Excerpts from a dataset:
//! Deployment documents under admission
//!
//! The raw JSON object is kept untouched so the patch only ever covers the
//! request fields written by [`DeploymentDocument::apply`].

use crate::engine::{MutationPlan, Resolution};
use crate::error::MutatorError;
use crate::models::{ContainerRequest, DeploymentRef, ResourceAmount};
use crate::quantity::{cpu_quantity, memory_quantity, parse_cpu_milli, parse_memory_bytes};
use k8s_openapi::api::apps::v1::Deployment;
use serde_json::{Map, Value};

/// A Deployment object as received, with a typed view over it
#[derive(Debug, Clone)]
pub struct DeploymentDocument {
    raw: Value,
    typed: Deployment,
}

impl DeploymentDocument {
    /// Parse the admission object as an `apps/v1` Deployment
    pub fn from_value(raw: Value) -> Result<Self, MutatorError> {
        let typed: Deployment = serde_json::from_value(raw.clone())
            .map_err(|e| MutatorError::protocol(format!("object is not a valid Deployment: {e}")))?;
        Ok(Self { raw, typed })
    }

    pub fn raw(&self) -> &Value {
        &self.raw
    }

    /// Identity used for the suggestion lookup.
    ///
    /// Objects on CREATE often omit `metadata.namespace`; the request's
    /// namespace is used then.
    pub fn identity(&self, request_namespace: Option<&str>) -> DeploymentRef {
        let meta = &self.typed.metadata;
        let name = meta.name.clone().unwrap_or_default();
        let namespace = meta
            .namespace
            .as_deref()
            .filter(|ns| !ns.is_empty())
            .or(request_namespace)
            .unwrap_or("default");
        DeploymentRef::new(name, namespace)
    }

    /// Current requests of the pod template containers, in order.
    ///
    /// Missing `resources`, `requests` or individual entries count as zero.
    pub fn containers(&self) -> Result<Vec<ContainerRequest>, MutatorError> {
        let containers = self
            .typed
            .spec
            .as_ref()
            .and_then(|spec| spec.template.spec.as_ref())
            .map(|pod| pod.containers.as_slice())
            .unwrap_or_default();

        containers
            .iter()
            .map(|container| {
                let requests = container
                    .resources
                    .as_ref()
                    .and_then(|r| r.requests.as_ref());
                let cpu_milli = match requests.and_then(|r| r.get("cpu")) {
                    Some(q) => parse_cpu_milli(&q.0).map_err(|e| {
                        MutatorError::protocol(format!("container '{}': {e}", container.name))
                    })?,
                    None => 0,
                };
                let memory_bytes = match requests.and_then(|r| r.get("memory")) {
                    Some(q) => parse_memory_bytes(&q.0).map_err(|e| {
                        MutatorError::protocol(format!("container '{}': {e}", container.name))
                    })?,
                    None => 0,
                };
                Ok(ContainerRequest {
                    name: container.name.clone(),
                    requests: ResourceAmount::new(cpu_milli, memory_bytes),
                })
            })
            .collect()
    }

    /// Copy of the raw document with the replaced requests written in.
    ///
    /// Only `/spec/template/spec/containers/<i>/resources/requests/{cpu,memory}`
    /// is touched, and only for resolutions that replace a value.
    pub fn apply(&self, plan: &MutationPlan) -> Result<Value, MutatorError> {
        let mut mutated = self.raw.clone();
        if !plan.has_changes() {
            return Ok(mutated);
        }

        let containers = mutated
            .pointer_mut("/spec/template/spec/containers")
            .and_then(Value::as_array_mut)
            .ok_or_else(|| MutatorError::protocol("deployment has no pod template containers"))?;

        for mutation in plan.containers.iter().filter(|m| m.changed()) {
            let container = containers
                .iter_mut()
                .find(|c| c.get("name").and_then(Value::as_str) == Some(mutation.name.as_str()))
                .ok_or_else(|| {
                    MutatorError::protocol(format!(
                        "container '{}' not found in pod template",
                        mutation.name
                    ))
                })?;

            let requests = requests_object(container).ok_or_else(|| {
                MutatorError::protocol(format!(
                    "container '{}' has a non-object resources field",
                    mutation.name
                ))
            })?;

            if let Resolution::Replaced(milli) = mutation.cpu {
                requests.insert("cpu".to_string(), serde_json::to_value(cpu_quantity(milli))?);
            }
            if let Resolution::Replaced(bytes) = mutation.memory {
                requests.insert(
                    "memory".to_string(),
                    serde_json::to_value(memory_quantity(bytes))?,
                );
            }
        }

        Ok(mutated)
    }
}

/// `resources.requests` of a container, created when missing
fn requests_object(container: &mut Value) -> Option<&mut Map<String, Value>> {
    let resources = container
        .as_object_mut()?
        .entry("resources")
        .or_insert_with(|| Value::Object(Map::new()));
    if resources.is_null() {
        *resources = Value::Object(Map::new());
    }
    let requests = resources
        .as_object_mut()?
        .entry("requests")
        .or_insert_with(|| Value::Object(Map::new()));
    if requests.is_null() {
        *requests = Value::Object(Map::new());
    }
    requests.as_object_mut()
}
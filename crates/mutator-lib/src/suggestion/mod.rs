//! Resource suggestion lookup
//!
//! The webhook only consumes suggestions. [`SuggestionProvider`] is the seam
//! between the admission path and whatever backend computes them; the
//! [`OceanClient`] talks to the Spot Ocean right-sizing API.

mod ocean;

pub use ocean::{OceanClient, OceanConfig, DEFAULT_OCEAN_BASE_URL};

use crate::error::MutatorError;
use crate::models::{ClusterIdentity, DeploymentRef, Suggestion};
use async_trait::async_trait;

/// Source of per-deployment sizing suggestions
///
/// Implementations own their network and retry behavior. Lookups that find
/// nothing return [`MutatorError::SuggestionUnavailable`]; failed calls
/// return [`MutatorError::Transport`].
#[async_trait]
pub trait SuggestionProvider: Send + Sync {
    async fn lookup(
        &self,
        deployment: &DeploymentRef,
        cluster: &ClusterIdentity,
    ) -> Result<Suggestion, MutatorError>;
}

__Work required__: Copy each line of the data that contains the word "MutationPlan".

__Task solution__:
use crate::engine::{MutationPlan, Resolution};
    pub fn apply(&self, plan: &MutationPlan) -> Result<Value, MutatorError> {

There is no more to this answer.